Mostly feeding on grasses, they may frequently be found sharing sheep and cows’ pastureland. They particularly like sea clubrush, duckweed, and floating sweet grass during the summer months. Winter sees them grazing on grass and leaves, cereal grains, and a particular penchant for leftover potatoes in harvested fields. They also consume amphibians, crabs, crustaceans, molluscs, and small fish.

Mating and breeding

They are essentially monogamous in life-long partnerships. Their nests are comprised of sprigs of reed, heather, grasses, and moss, intermingled with feathery down and are often built on the ground in heather, rushes, reeds, or on rafts of floating vegetation. The female lays a clutch of four to six eggs, laid on successive days, and incubates the eggs whilst the male stands close by on guard. Both the males and females feed the goslings, which become fully fledged after two months.

Gregarious ways

Interestingly the greylag goose finds strength in numbers and forms social bonds in large flocks. Whilst others in a flock feed, ‘sentry’ geese keep a watchful eye for predators such as foxes and wolverines. After breeding, families join together in groups thus enabling the geese to defend their young by their joint actions.
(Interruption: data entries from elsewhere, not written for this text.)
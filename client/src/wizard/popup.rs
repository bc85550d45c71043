//! BMI information popup
//!
//! Four phases driven by one deadline at a time:
//!
//! ```text
//! Hidden --show--> FadingIn --fade_in--> Holding --hold--> FadingOut --fade_out--> Hidden
//!                      \________dismiss________/
//! ```
//!
//! Dismissal only starts the fade-out early. The wizard moves on to step 2
//! when the fade-out completes and the popup is hidden.

use std::time::Duration;

use diabetes_risk_shared::BmiReading;
use tokio::time::Instant;

use crate::config::WizardConfig;

#[derive(Debug, Clone, Copy, PartialEq, Eq)]
pub enum PopupPhase {
    Hidden,
    FadingIn,
    Holding,
    FadingOut,
}

/// What a popup transition asks of the wizard
#[derive(Debug, Clone, Copy, PartialEq, Eq)]
pub enum PopupEvent {
    None,
    Advance,
}

#[derive(Debug, Clone, Copy, PartialEq, Eq)]
pub struct PopupTimings {
    pub fade_in: Duration,
    /// Measured from `show`, so it includes the fade-in
    pub hold: Duration,
    pub fade_out: Duration,
}

impl From<&WizardConfig> for PopupTimings {
    fn from(config: &WizardConfig) -> Self {
        Self {
            fade_in: config.fade_in(),
            hold: config.hold(),
            fade_out: config.fade_out(),
        }
    }
}

impl Default for PopupTimings {
    fn default() -> Self {
        Self::from(&WizardConfig::default())
    }
}

#[derive(Debug, Clone)]
pub struct BmiPopup {
    phase: PopupPhase,
    deadline: Option<Instant>,
    shown_at: Option<Instant>,
    reading: Option<BmiReading>,
    timings: PopupTimings,
}

impl BmiPopup {
    pub fn new(timings: PopupTimings) -> Self {
        Self {
            phase: PopupPhase::Hidden,
            deadline: None,
            shown_at: None,
            reading: None,
            timings,
        }
    }

    pub fn phase(&self) -> PopupPhase {
        self.phase
    }

    pub fn is_visible(&self) -> bool {
        self.phase != PopupPhase::Hidden
    }

    /// The reading on display, if any
    pub fn reading(&self) -> Option<&BmiReading> {
        self.reading.as_ref()
    }

    pub fn deadline(&self) -> Option<Instant> {
        self.deadline
    }

    /// Start showing `reading`. Ignored while already visible.
    pub fn show(&mut self, reading: BmiReading, now: Instant) -> bool {
        if self.is_visible() {
            return false;
        }
        self.phase = PopupPhase::FadingIn;
        self.shown_at = Some(now);
        self.deadline = Some(now + self.timings.fade_in);
        self.reading = Some(reading);
        true
    }

    /// Start fading out early. Returns false when already fading or hidden.
    pub fn dismiss(&mut self, now: Instant) -> bool {
        match self.phase {
            PopupPhase::FadingIn | PopupPhase::Holding => {
                self.begin_fade_out(now);
                true
            }
            PopupPhase::Hidden | PopupPhase::FadingOut => false,
        }
    }

    /// Drop the popup immediately without advancing
    pub fn cancel(&mut self) {
        self.phase = PopupPhase::Hidden;
        self.deadline = None;
        self.shown_at = None;
        self.reading = None;
    }

    /// Apply every transition whose deadline is at or before `now`
    pub fn on_timer(&mut self, now: Instant) -> PopupEvent {
        let mut event = PopupEvent::None;

        while let Some(deadline) = self.deadline.filter(|d| *d <= now) {
            match self.phase {
                PopupPhase::FadingIn => {
                    let hold_until = self
                        .shown_at
                        .map(|shown| shown + self.timings.hold)
                        .unwrap_or(deadline)
                        .max(deadline);
                    self.phase = PopupPhase::Holding;
                    self.deadline = Some(hold_until);
                }
                PopupPhase::Holding => self.begin_fade_out(deadline),
                PopupPhase::FadingOut => {
                    self.cancel();
                    event = PopupEvent::Advance;
                }
                PopupPhase::Hidden => self.deadline = None,
            }
        }

        event
    }

    fn begin_fade_out(&mut self, from: Instant) {
        self.phase = PopupPhase::FadingOut;
        self.deadline = Some(from + self.timings.fade_out);
    }
}
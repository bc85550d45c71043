//! Diabetes Risk Client Library
//!
//! Everything between the user and the prediction API: configuration, the
//! HTTP client, session handling, the prediction wizard, batch upload and
//! the recommendation view. The `diabetes-risk` binary is a terminal
//! front-end over these modules.

pub mod api;
pub mod auth;
pub mod config;
pub mod error;
pub mod history;
pub mod recommendation;
pub mod session;
pub mod state;
pub mod submission;
pub mod upload;
pub mod wizard;

pub use error::{ClientError, ClientResult};
pub use state::AppState;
The youngsters remain with their parents as a family group and migrate with them as a flock. They are only driven away when their parents breed again.

Whether we eat goose or turkey or whatever for our Christmas dinners, this Christmas we should not forget what Christmas is all about. It celebrates the birth of the Christ child, who brought light and life into a world of darkness. Spare a ‘penny’ for those impecunious people in our world and heave a sigh of relief that the greylag goose is no longer hunted to extinction.

This Christmas will be a sombre occasion in the UK and in many other places worldwide but think of the good times past and the future when a suitable vaccine is available to overcome this pandemic. As is customary at this time of the year, I send my very best Christmas greetings to all Sarawakian and Sabahan readers and of course my warmest wishes to the editorial and all staff of The Borneo Post and thesundaypost.

May 2021 be a much better year for all of us on planet Earth! Stay safe.